Your objective — Repeat the records below line by line, exactly, finishing on the line that contains "use botyard_core::runner::RunnerSettings;".

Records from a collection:

*** Block opens ***

//! Configuration file management for botyard.
//!
//! Provides a TOML-based config file at `~/.config/botyard/config.toml` and a
//! resolution chain: CLI flag > env var > config file > default.

use std::path::{Path, PathBuf};
use std::time::Duration;

use anyhow::{Context, Result};
use serde::{Deserialize, Serialize};

use botyard_core::install::DEFAULT_MAX_BOTS;
use botyard_core::runner::RunnerSettings;
use botyard_core::{InstallConfig, SupervisorConfig};
use botyard_db::config::DbConfig;

/// Env var overriding `[bots] root`.
pub const BOTS_ROOT_ENV: &str = "BOTYARD_BOTS_ROOT";

// -----------------------------------------------------------------------
// Config file types
// -----------------------------------------------------------------------

#[derive(Debug, Default, Serialize, Deserialize)]
#[serde(default)]
pub struct ConfigFile {
    pub database: DatabaseSection,
    pub bots: BotsSection,
    pub server: ServerSection,
}

#[derive(Debug, Serialize, Deserialize)]
#[serde(default)]
pub struct DatabaseSection {
    pub url: String,
}

impl Default for DatabaseSection {
    fn default() -> Self {
        Self {
            url: DbConfig::DEFAULT_URL.to_string(),
        }
    }
}

#[derive(Debug, Clone, Serialize, Deserialize)]
#[serde(default)]
pub struct BotsSection {
    /// Install root; bots live at `<root>/<account>/<name>`.
    pub root: PathBuf,
    pub max_per_account: usize,
    pub entry_file: String,
    /// `pm2` or `local`.
    pub runner: String,
    /// Program that runs the entry file (local runner only).
    pub interpreter: String,
    pub call_timeout_secs: u64,
    /// Seconds a stopping process gets before SIGKILL (local runner only).
    pub stop_grace_secs: u64,
    pub reconcile_status: bool,
}

impl Default for BotsSection {
    fn default() -> Self {
        let runner = RunnerSettings::default();
        Self {
            root: PathBuf::from("./uploads"),
            max_per_account: DEFAULT_MAX_BOTS,
            entry_file: runner.entry_file,
            runner: runner.kind,
            interpreter: runner.interpreter,
            call_timeout_secs: 30,
            stop_grace_secs: runner.stop_grace.as_secs(),
            reconcile_status: true,
        }
    }
}

#[derive(Debug, Clone, Serialize, Deserialize)]
#[serde(default)]
pub struct ServerSection {
    pub bind: String,
    pub port: u16,
    /// Account the HTTP server acts for.
    pub account_id: String,
}

impl Default for ServerSection {
    fn default() -> Self {
        Self {
            bind: "127.0.0.1".to_string(),
            port: 5000,
            account_id: "default".to_string(),
        }
    }
}

// -----------------------------------------------------------------------
// Paths
// -----------------------------------------------------------------------

/// Return the botyard config directory.
///
/// Always uses XDG layout: `$XDG_CONFIG_HOME/botyard` or `~/.config/botyard`.
pub fn config_dir() -> PathBuf {
    if let Ok(xdg) = std::env::var("XDG_CONFIG_HOME") {
        return PathBuf::from(xdg).join("botyard");
    }
    dirs::home_dir()
        .unwrap_or_else(|| PathBuf::from("."))
        .join(".config")
        .join("botyard")
}

pub fn config_path() -> PathBuf {
    config_dir().join("config.toml")
}

// -----------------------------------------------------------------------
// Read / write
// -----------------------------------------------------------------------

/// Load and parse the config file at `path`. A missing file yields `None`;
/// an unreadable or malformed one is an error.
pub fn load_config_from(path: &Path) -> Result<Option<ConfigFile>> {
    let contents = match std::fs::read_to_string(path) {
        Ok(contents) => contents,
        Err(e) if e.kind() == std::io::ErrorKind::NotFound => return Ok(None),
        Err(e) => {
            return Err(e).with_context(|| format!("failed to read config file at {}", path.display()));
        }
    };
    let config = toml::from_str(&contents)
        .with_context(|| format!("failed to parse config file at {}", path.display()))?;
    Ok(Some(config))
}

/// Serialize and write the config file to `path`, creating parent dirs as
/// needed. Sets file permissions to 0600 on Unix.
pub fn save_config_to(config: &ConfigFile, path: &Path) -> Result<()> {
    if let Some(dir) = path.parent() {
        std::fs::create_dir_all(dir)
            .with_context(|| format!("failed to create config directory {}", dir.display()))?;
    }

    let contents = toml::to_string_pretty(config).context("failed to serialize config")?;
    std::fs::write(path, &contents)
        .with_context(|| format!("failed to write config file at {}", path.display()))?;

    #[cfg(unix)]
    {
        use std::os::unix::fs::PermissionsExt;
        let perms = std::fs::Permissions::from_mode(0o600);
        std::fs::set_permissions(path, perms)
            .with_context(|| format!("failed to set permissions on {}", path.display()))?;
    }

    Ok(())
}

// -----------------------------------------------------------------------
// Resolved config
// -----------------------------------------------------------------------

/// Fully resolved configuration, ready for use.
#[derive(Debug)]
pub struct BotyardConfig {
    pub db_config: DbConfig,
    pub supervisor: SupervisorConfig,
    pub install: InstallConfig,
    pub runner: RunnerSettings,
    pub server: ServerSection,
}

impl BotyardConfig {
    /// Resolve configuration from the user's config file.
    ///
    /// - DB URL: `cli_db_url` > `BOTYARD_DATABASE_URL` > `[database] url` > default
    /// - Bots root: `cli_bots_root` > `BOTYARD_BOTS_ROOT` > `[bots] root` > `./uploads`
    pub fn resolve(cli_db_url: Option<&str>, cli_bots_root: Option<&Path>) -> Result<Self> {
        let file = load_config_from(&config_path())?.unwrap_or_default();
        Ok(Self::from_file(file, cli_db_url, cli_bots_root))
    }

    /// Apply CLI flags and env vars on top of an already-loaded file.
    pub fn from_file(file: ConfigFile, cli_db_url: Option<&str>, cli_bots_root: Option<&Path>) -> Self {
        let db_url = if let Some(url) = cli_db_url {
            url.to_string()
        } else if let Ok(url) = std::env::var(DbConfig::ENV_VAR) {
            url
        } else {
            file.database.url
        };

        let bots_root = if let Some(root) = cli_bots_root {
            root.to_path_buf()
        } else if let Ok(root) = std::env::var(BOTS_ROOT_ENV) {
            PathBuf::from(root)
        } else {
            file.bots.root.clone()
        };
        // Records store absolute install paths; pin a relative root to the cwd now.
        let bots_root = std::path::absolute(&bots_root).unwrap_or(bots_root);

        let bots = file.bots;
        let call_timeout = Duration::from_secs(bots.call_timeout_secs);

        let supervisor = SupervisorConfig {
            bots_root: bots_root.clone(),
            entry_file: bots.entry_file.clone(),
            call_timeout,
            reconcile_status: bots.reconcile_status,
        };
        let install = InstallConfig {
            bots_root,
            entry_file: bots.entry_file.clone(),
            max_bots_per_account: bots.max_per_account,
            call_timeout,
        };
        let runner = RunnerSettings {
            kind: bots.runner,
            entry_file: bots.entry_file,
            interpreter: bots.interpreter,
            stop_grace: Duration::from_secs(bots.stop_grace_secs),
        };

        Self {
            db_config: DbConfig::new(db_url),
            supervisor,
            install,
            runner,
            server: file.server,
        }
    }
}

// -----------------------------------------------------------------------
// Tests
// -----------------------------------------------------------------------

#[cfg(test)]
mod tests {
    use super::*;

    fn lock_env() -> std::sync::MutexGuard<'static, ()> {
        crate::test_util::lock_env()
    }

    fn clear_env() {
        unsafe { std::env::remove_var(DbConfig::ENV_VAR) };
        unsafe { std::env::remove_var(BOTS_ROOT_ENV) };
    }

    #[test]
    fn empty_file_yields_defaults() {
        let file: ConfigFile = toml::from_str("").unwrap();
        assert_eq!(file.database.url, DbConfig::DEFAULT_URL);
        assert_eq!(file.bots.root, PathBuf::from("./uploads"));
        assert_eq!(file.bots.max_per_account, 10);
        assert_eq!(file.bots.entry_file, "index.js");
        assert_eq!(file.bots.runner, "pm2");
        assert_eq!(file.server.port, 5000);
        assert!(file.bots.reconcile_status);
    }

    #[test]
    fn partial_sections_keep_other_defaults() {
        let file: ConfigFile = toml::from_str(
            r#"
            [bots]
            runner = "local"
            max_per_account = 3

            [server]
            port = 8080
            "#,
        )
        .unwrap();
        assert_eq!(file.bots.runner, "local");
        assert_eq!(file.bots.max_per_account, 3);
        assert_eq!(file.bots.interpreter, "node");
        assert_eq!(file.server.port, 8080);
        assert_eq!(file.server.bind, "127.0.0.1");
    }

    #[test]
    fn save_and_load_roundtrip() {
        let tmp = tempfile::TempDir::new().unwrap();
        let path = tmp.path().join("botyard").join("config.toml");

        let mut original = ConfigFile::default();
        original.database.url = "postgresql://testhost:5432/testdb".to_string();
        original.bots.root = PathBuf::from("/srv/bots");
        save_config_to(&original, &path).unwrap();

        let loaded = load_config_from(&path).unwrap().expect("file exists");
        assert_eq!(loaded.database.url, original.database.url);
        assert_eq!(loaded.bots.root, PathBuf::from("/srv/bots"));
    }

    #[cfg(unix)]
    #[test]
    fn save_config_sets_permissions() {
        use std::os::unix::fs::PermissionsExt;

        let tmp = tempfile::TempDir::new().unwrap();
        let path = tmp.path().join("config.toml");
        save_config_to(&ConfigFile::default(), &path).unwrap();

        let meta = std::fs::metadata(&path).unwrap();
        assert_eq!(meta.permissions().mode() & 0o777, 0o600);
    }

    #[test]
    fn missing_file_is_none_and_malformed_file_errors() {
        let tmp = tempfile::TempDir::new().unwrap();
        let path = tmp.path().join("config.toml");
        assert!(load_config_from(&path).unwrap().is_none());

        std::fs::write(&path, "[bots\nroot = ").unwrap();
        assert!(load_config_from(&path).is_err());
    }

    #[test]
    fn cli_flags_override_env_and_file() {
        let _lock = lock_env();
        unsafe { std::env::set_var(DbConfig::ENV_VAR, "postgresql://env:5432/envdb") };
        unsafe { std::env::set_var(BOTS_ROOT_ENV, "/env/bots") };

        let config = BotyardConfig::from_file(
            ConfigFile::default(),
            Some("postgresql://cli:5432/clidb"),
            Some(Path::new("/cli/bots")),
        );
        assert_eq!(config.db_config.database_url, "postgresql://cli:5432/clidb");
        assert_eq!(config.supervisor.bots_root, PathBuf::from("/cli/bots"));
        assert_eq!(config.install.bots_root, PathBuf::from("/cli/bots"));

        clear_env();
    }

    #[test]
    fn env_overrides_file() {
        let _lock = lock_env();
        unsafe { std::env::set_var(DbConfig::ENV_VAR, "postgresql://env:5432/envdb") };
        unsafe { std::env::set_var(BOTS_ROOT_ENV, "/env/bots") };

        let mut file = ConfigFile::default();
        file.database.url = "postgresql://file:5432/filedb".to_string();
        file.bots.root = PathBuf::from("/file/bots");
        let config = BotyardConfig::from_file(file, None, None);

        assert_eq!(config.db_config.database_url, "postgresql://env:5432/envdb");
        assert_eq!(config.install.bots_root, PathBuf::from("/env/bots"));

        clear_env();
    }

    #[test]
    fn file_values_flow_into_components() {
        let _lock = lock_env();
        clear_env();

        let mut file = ConfigFile::default();
        file.bots.entry_file = "main.js".to_string();
        file.bots.max_per_account = 4;
        file.bots.call_timeout_secs = 7;
        file.bots.runner = "local".to_string();
        file.bots.reconcile_status = false;
        let config = BotyardConfig::from_file(file, None, None);

        assert_eq!(config.db_config.database_url, DbConfig::DEFAULT_URL);
        assert_eq!(config.supervisor.entry_file, "main.js");
        assert_eq!(config.install.entry_file, "main.js");
        assert_eq!(config.runner.entry_file, "main.js");
        assert_eq!(config.install.max_bots_per_account, 4);
        assert_eq!(config.supervisor.call_timeout, Duration::from_secs(7));
        assert_eq!(config.runner.kind, "local");
        assert!(!config.supervisor.reconcile_status);
    }

    #[test]
    fn relative_bots_root_is_made_absolute() {
        let _lock = lock_env();
        clear_env();

        let config = BotyardConfig::from_file(ConfigFile::default(), None, None);
        let expected = std::env::current_dir().unwrap().join("uploads");

        assert!(config.install.bots_root.is_absolute());
        assert!(config.supervisor.bots_root.is_absolute());
        assert_eq!(config.install.bots_root, expected);

        let config = BotyardConfig::from_file(ConfigFile::default(), None, Some(Path::new("bots")));
        assert_eq!(config.install.bots_root, std::env::current_dir().unwrap().join("bots"));
    }

    #[test]
    fn config_path_ends_with_expected_filename() {
        let path = config_path();
        assert!(
            path.ends_with("botyard/config.toml"),
            "unexpected config path: {}",
            path.display()
        );
    }
}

*** Block closes ***

Completed exercise —
//! Configuration file management for botyard.
//!
//! Provides a TOML-based config file at `~/.config/botyard/config.toml` and a
//! resolution chain: CLI flag > env var > config file > default.

use std::path::{Path, PathBuf};
use std::time::Duration;

use anyhow::{Context, Result};
use serde::{Deserialize, Serialize};

use botyard_core::install::DEFAULT_MAX_BOTS;
use botyard_core::runner::RunnerSettings;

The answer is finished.